What is the company culture like at Vodafone?

Company culture at Vodafone is not what you would expect. Everyone is willing to help where they can and are really supportive. Although it’s a large corporation, it’s easy to approach people, especially as we have hot desking, which means you could be sat next to a different person each day! It is a great balance between being friendly but also formal, which means you can get your head down and get the job done, but there’s also a social aspect.

What tips can you give for the assessment centre?

Main tip for the assessment centre is to be yourself! We want to get to know you as a person and see how you could fit in our company and teams. Try to stay relaxed throughout the day so you are able to show your personality and excel in your tasks.

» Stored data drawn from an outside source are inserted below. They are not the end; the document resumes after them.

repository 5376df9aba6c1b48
//! Output cache.
//!
//! Server-side memoization of handler responses:
//!
//! - **Keys**: derived from controller, action, arguments, query string, vary-by
//!   headers, principal and negotiated media type (`keys`)
//! - **Store**: keyed records with absolute expiration and dependency-linked
//!   removal (`store`)
//! - **Policies**: fixed, absolute and recurring expirations (`time`)
//! - **Middleware**: lookup, replay, conditional requests and invalidation
//!
//! ## Configuration
//!
//! Cache behavior is controlled via `output-cache.toml`:
//!
//! ```toml
//! [cache]
//! enabled = true
//! max_body_bytes = 4194304
//!
//! [cache.endpoints.teams.get]
//! policy = { kind = "fixed_duration", server_seconds = 100, client_seconds = 100 }
//! # ... see config.rs for all options
//! ```

mod config;
mod context;
mod endpoint;
mod headers;
mod interceptor;
mod invalidation;
mod keys;
mod lock;
mod middleware;
mod negotiation;
mod registry;
mod runtime;
mod store;
mod time;

pub use config::OutputCacheConfig;
pub(crate) use config::{
    DEFAULT_MAX_BODY_BYTES, DEFAULT_MEDIA_TYPE, DEFAULT_PURGE_INTERVAL_MS,
    DEFAULT_SUPPORTED_MEDIA_TYPES,
};
pub use context::{ActionArgument, ArgumentValue, Principal, RequestContext};
pub use endpoint::{
    ActionDescriptor, ControllerDescriptor, EndpointPolicy, ParameterDescriptor, ParameterSource,
    SkipReason, TypeRef,
};
pub use headers::apply_cache_headers;
pub use interceptor::{Lookup, StoredVariant, lookup, store_variant};
pub use invalidation::{
    BaseKeyPrefix, InvalidationRule, Invalidator, KeyPrefixGenerator, apply_rules, auto_targets,
    invalidate_base_key, invalidate_prefix,
};
pub use keys::{
    CONTENT_TYPE_SUFFIX, CUSTOM_HEADERS_SUFFIX, CacheKeyGenerator, DefaultCacheKeyGenerator,
    ETAG_SUFFIX, GENERATED_AT_SUFFIX, KeyError, KeyOptions, PerUserCacheKeyGenerator, base_key,
};
pub use middleware::{invalidation_layer, output_cache_layer};
pub use negotiation::{MediaTypeNegotiator, resolve_media_type};
pub use registry::DependencyIndex;
pub use runtime::{
    CachedEndpoint, DEFAULT_KEY_GENERATOR, InvalidationEndpoint, OutputCache, OutputCacheBuilder,
    PER_USER_KEY_GENERATOR, StoreOverride,
};
pub use store::{
    AsyncOutputCacheStore, CacheRecord, CacheValue, MemoryStore, OutputCacheStore, StoreError,
};
pub use time::{CachePolicy, CacheTime, PolicyError};
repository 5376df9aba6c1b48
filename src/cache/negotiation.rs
//! Media type resolution for cache keys.

use axum::http::{HeaderMap, header};

/// Picks the media type a request will be answered with.
pub trait MediaTypeNegotiator: Send + Sync {
    fn negotiate(&self, headers: &HeaderMap) -> Option<String>;
}

/// Media type for a request: endpoint override, then the negotiator, then the
/// first `Accept` entry when supported, then `default`.
pub fn resolve_media_type(
    endpoint_override: Option<&str>,
    negotiator: Option<&dyn MediaTypeNegotiator>,
    headers: &HeaderMap,
    supported: &[String],
    default: &str,
) -> String {
    if let Some(media_type) = endpoint_override {
        return essence(media_type);
    }
    if let Some(media_type) = negotiator.and_then(|negotiator| negotiator.negotiate(headers)) {
        return essence(&media_type);
    }

    headers
        .get(header::ACCEPT)
        .and_then(|value| value.to_str().ok())
        .and_then(|accept| accept.split(',').next())
        .map(essence)
        .filter(|candidate| {
            supported
                .iter()
                .any(|media_type| media_type.eq_ignore_ascii_case(candidate))
        })
        .unwrap_or_else(|| essence(default))
}

/// `type/subtype` without parameters, lower-cased.
pub fn essence(media_type: &str) -> String {
    media_type
        .split(';')
        .next()
        .unwrap_or_default()
        .trim()
        .to_ascii_lowercase()
}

Additionally, another piece of advice to live by is ‘fail to prepare, prepare to fail’. Preparation is key; think about your past experiences and how they can link to the role you are applying for. Do your research on Vodafone and look into any exciting projects we are working on – this will really show your passion and interest in working with us.

What will immediately put you off a candidate in a video interview?

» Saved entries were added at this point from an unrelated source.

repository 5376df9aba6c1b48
//! Infrastructure adapters and runtime bootstrap.

pub mod error;
pub mod http;
pub mod telemetry;
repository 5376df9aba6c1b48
use std::{convert::Infallible, time::Instant};

use axum::{
    body::Body,
    extract::FromRequestParts,
    http::{Request, request::Parts},
    middleware::Next,
    response::Response,
};
use tracing::{error, info, warn};

use crate::cache::Principal;

/// Header carrying the demo caller identity.
pub const USER_HEADER: &str = "x-user";

/// Attach a [`Principal`] for requests that name a user.
pub async fn resolve_principal(mut request: Request<Body>, next: Next) -> Response {
    let principal = request
        .headers()
        .get(USER_HEADER)
        .and_then(|value| value.to_str().ok())
        .map(str::trim)
        .filter(|name| !name.is_empty())
        .map(Principal::new);

    if let Some(principal) = principal {
        request.extensions_mut().insert(principal);
    }
    next.run(request).await
}

/// Principal attached by [`resolve_principal`], if any.
pub struct CurrentUser(pub Option<Principal>);

impl<S> FromRequestParts<S> for CurrentUser
where
    S: Send + Sync,
{
    type Rejection = Infallible;

    async fn from_request_parts(parts: &mut Parts, _state: &S) -> Result<Self, Self::Rejection> {
        Ok(Self(parts.extensions.get::<Principal>().cloned()))
    }
}

pub async fn log_responses(request: Request<Body>, next: Next) -> Response {
    let method = request.method().clone();
    let uri = request.uri().clone();
    let user = request
        .extensions()
        .get::<Principal>()
        .map(|principal| principal.name.clone())
        .unwrap_or_default();
    let start = Instant::now();

    let response = next.run(request).await;
    let status = response.status();
    let elapsed_ms = start.elapsed().as_millis();

    if status.is_server_error() {
        error!(
            target: "output_cache::http::response",
            status = status.as_u16(),
            method = %method,
            path = %uri.path(),
            query = uri.query().unwrap_or(""),
            elapsed_ms,
            user,
            "request failed",
        );
    } else if status.is_client_error() {
        warn!(
            target: "output_cache::http::response",
            status = status.as_u16(),
            method = %method,
            path = %uri.path(),
            query = uri.query().unwrap_or(""),
            elapsed_ms,
            user,
            "client request error",
        );
    } else {
        info!(
            target: "output_cache::http::response",
            status = status.as_u16(),
            method = %method,
            path = %uri.path(),
            elapsed_ms,
            "request completed",
        );
    }

    response
}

Very generic, rehearsed answers, not showing any interest in the company or the role, or not having any motivation or showing any potential.

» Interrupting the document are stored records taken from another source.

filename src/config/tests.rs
use super::*;
use crate::cache::{CachePolicy, OutputCacheConfig};

#[test]
fn cli_overrides_take_highest_precedence() {
    let mut raw = RawSettings::default();
    raw.server.port = Some(4000);
    raw.logging.level = Some("info".to_string());
    raw.cache.max_body_bytes = Some(1024);

    let overrides = ServeOverrides {
        server_port: Some(4321),
        log_level: Some("debug".to_string()),
        cache_max_body_bytes: Some(2048),
        ..Default::default()
    };

    raw.apply_serve_overrides(&overrides);
    let settings = Settings::from_raw(raw).expect("valid settings");

    assert_eq!(settings.server.addr.port(), 4321);
    assert_eq!(settings.logging.level, LevelFilter::DEBUG);
    assert_eq!(settings.cache.max_body_bytes, 2048);
}

#[test]
fn resolved_cache_defaults_match_the_library_defaults() {
    let settings = Settings::from_raw(RawSettings::default()).expect("valid settings");
    let resolved = OutputCacheConfig::from(&settings.cache);
    let library = OutputCacheConfig::default();

    assert_eq!(resolved.default_media_type, library.default_media_type);
    assert_eq!(resolved.supported_media_types, library.supported_media_types);
    assert_eq!(resolved.max_body_bytes, library.max_body_bytes);
    assert_eq!(resolved.purge_interval(), library.purge_interval());
}

#[test]
fn cache_defaults() {
    let settings = Settings::from_raw(RawSettings::default()).expect("valid settings");

    assert!(settings.cache.enabled);
    assert_eq!(settings.cache.default_media_type, DEFAULT_MEDIA_TYPE);
    assert_eq!(settings.cache.max_body_bytes, DEFAULT_MAX_BODY_BYTES);
    assert_eq!(settings.cache.purge_interval_ms, DEFAULT_PURGE_INTERVAL_MS);
    assert_eq!(
        settings.cache.supported_media_types.len(),
        DEFAULT_SUPPORTED_MEDIA_TYPES.len()
    );
    assert_eq!(settings.server.addr.to_string(), "127.0.0.1:3000");
}

#[test]
fn cli_json_logging_enforces_format() {
    let mut raw = RawSettings::default();
    let overrides = ServeOverrides {
        log_json: Some(true),
        ..Default::default()
    };

    raw.apply_serve_overrides(&overrides);
    let settings = Settings::from_raw(raw).expect("valid settings");

    assert!(matches!(settings.logging.format, LogFormat::Json));
}

#[test]
fn cache_can_be_disabled_via_cli() {
    let mut raw = RawSettings::default();
    raw.apply_serve_overrides(&ServeOverrides {
        cache_enabled: Some(false),
        cache_purge_interval_ms: Some(0),
        ..Default::default()
    });
    let settings = Settings::from_raw(raw).expect("valid settings");

    assert!(!settings.cache.enabled);
    assert_eq!(settings.cache.purge_interval_ms, 0);
}

#[test]
fn zero_body_limit_is_rejected() {
    let mut raw = RawSettings::default();
    raw.cache.max_body_bytes = Some(0);

    let err = Settings::from_raw(raw).expect_err("zero limit must fail");
    assert!(matches!(
        err,
        LoadError::Invalid {
            key: "cache.max_body_bytes",
            ..
        }
    ));
}

#[test]
fn malformed_media_types_are_rejected() {
    let mut raw = RawSettings::default();
    raw.cache.default_media_type = Some("json".to_string());
    assert!(Settings::from_raw(raw).is_err());

    let mut raw = RawSettings::default();
    raw.cache.supported_media_types = Some(vec!["Text/XML".to_string(), "xml".to_string()]);
    let err = Settings::from_raw(raw).expect_err("bare subtype must fail");
    assert!(err.to_string().contains("`xml`"));
}

#[test]
fn invalid_log_level_is_rejected() {
    let mut raw = RawSettings::default();
    raw.logging.level = Some("loud".to_string());
    assert!(matches!(
        Settings::from_raw(raw),
        Err(LoadError::Invalid {
            key: "logging.level",
            ..
        })
    ));
}

#[test]
fn endpoint_policies_load_from_config_sources() {
    let raw: RawSettings = Config::builder()
        .add_source(File::from_str(
            r#"
            [cache]
            max_body_bytes = 2048

            [cache.endpoints.teams.get]
            must_revalidate = true
            policy = { kind = "fixed_duration", server_seconds = 100, client_seconds = 50 }
            "#,
            config::FileFormat::Toml,
        ))
        .build()
        .expect("config should build")
        .try_deserialize()
        .expect("raw settings should deserialize");

    let settings = Settings::from_raw(raw).expect("valid settings");
    let policy = &settings.cache.endpoints["teams"]["get"];

    assert!(policy.must_revalidate);
    assert_eq!(policy.policy, CachePolicy::fixed(100, 50));
    assert_eq!(settings.cache.max_body_bytes, 2048);
}

#[test]
fn invalid_endpoint_policy_fails_to_load() {
    let result = Config::builder()
        .add_source(File::from_str(
            r#"
            [cache.endpoints.teams.get]
            policy = { kind = "recurring_daily", hour = 25 }
            "#,
            config::FileFormat::Toml,
        ))
        .build()
        .expect("config should build")
        .try_deserialize::<RawSettings>();

    assert!(result.is_err());
}

#[test]
fn default_to_serve_command() {
    let args = CliArgs::parse_from(["output-cache"]);
    let command = args
        .command
        .unwrap_or(Command::Serve(Box::<ServeArgs>::default()));
    assert!(matches!(command, Command::Serve(_)));
}

#[test]
fn parse_serve_overrides() {
    let args = CliArgs::parse_from([
        "output-cache",
        "serve",
        "--server-host",
        "0.0.0.0",
        "--cache-max-body-bytes",
        "65536",
        "--log-json",
        "yes",
    ]);

    match args.command.expect("serve command") {
        Command::Serve(serve) => {
            assert_eq!(serve.overrides.server_host.as_deref(), Some("0.0.0.0"));
            assert_eq!(serve.overrides.cache_max_body_bytes, Some(65536));
            assert_eq!(serve.overrides.log_json, Some(true));
        }
        _ => panic!("wrong command parsed"),
    }
}

#[test]
fn parse_check_config_command() {
    let args = CliArgs::parse_from(["output-cache", "check-config"]);
    assert!(matches!(args.command, Some(Command::CheckConfig)));
}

What are the biggest challenges Vodafone is facing right now?

For a global organisation, Vodafone experiences many of the same challenges as other large multinational organisations. These include major societal disruptions. For example, moving from globalisation to local/ nationalisation, and what this will mean for trade across borders.

Secondly, the next industrial revolution, Digitalisation. What does Digital and Artificial Intelligence mean for our products, services, customers and employees? Finally, accessing a diverse talent pool with critical but rare skills – how do we maintain an advantage over our competitors, who are looking for the same talent?

How do you impress if you don’t have any work experience?

No work experience, no worries! We understand that you’re students so we don’t expect a world of experience. Our main tip would be to highlight your skills from university or any part time jobs/volunteering you have be a part of and link these to the skills required for the role!

For example if you are part of any university teams then link that to team work, dedication, time management etc. Utilise anything inside and outside of uni, if you don’t have work experience

How many questions will be technical and how many will be about you?

All video interview question are “about you”. They all aim to get to know you, your experience and motivation. As mentioned, we assess candidates based on potential indicators. You will not be tested for any technical skills during the video interview stage.

How do you show confidence in an interview?

Confidence in an interview is a difficult thing, especially if you are nervous! So, it is important to stay relaxed and remember that the interviewees are people too, and they genuinely want you to feel at ease so you can perform your best.

Be confident in what you’re saying, believe in yourself and back yourself. If you believe in your skills and experience, and your ability to deliver in the role, this will come across in an interview. Tip: Don’t be over-confident. At the end of the day we all have weaknesses and things we can work on, but highlight those and explain how you’re working on them. But make sure to highlight you strengths too!

What would you say is the difference between a successful and an unsuccessful video interview?

In unsuccessful video interviews we can not really see any evidence of applied thinking (using any previous experience or learning and applying it to a new situation), drive (having ambition and desire to achieve really positive results), change (being strong and resilient during times of uncertainty) and engage (how you interact with other people and bring people together to achieve something collaboratively). Successful ones show these indicators, passion and motivation.

What percentage of people get screened out at video interview stage?

Around 75% will be screened out from those who passed pre-screening and completed the video interview and online assessment.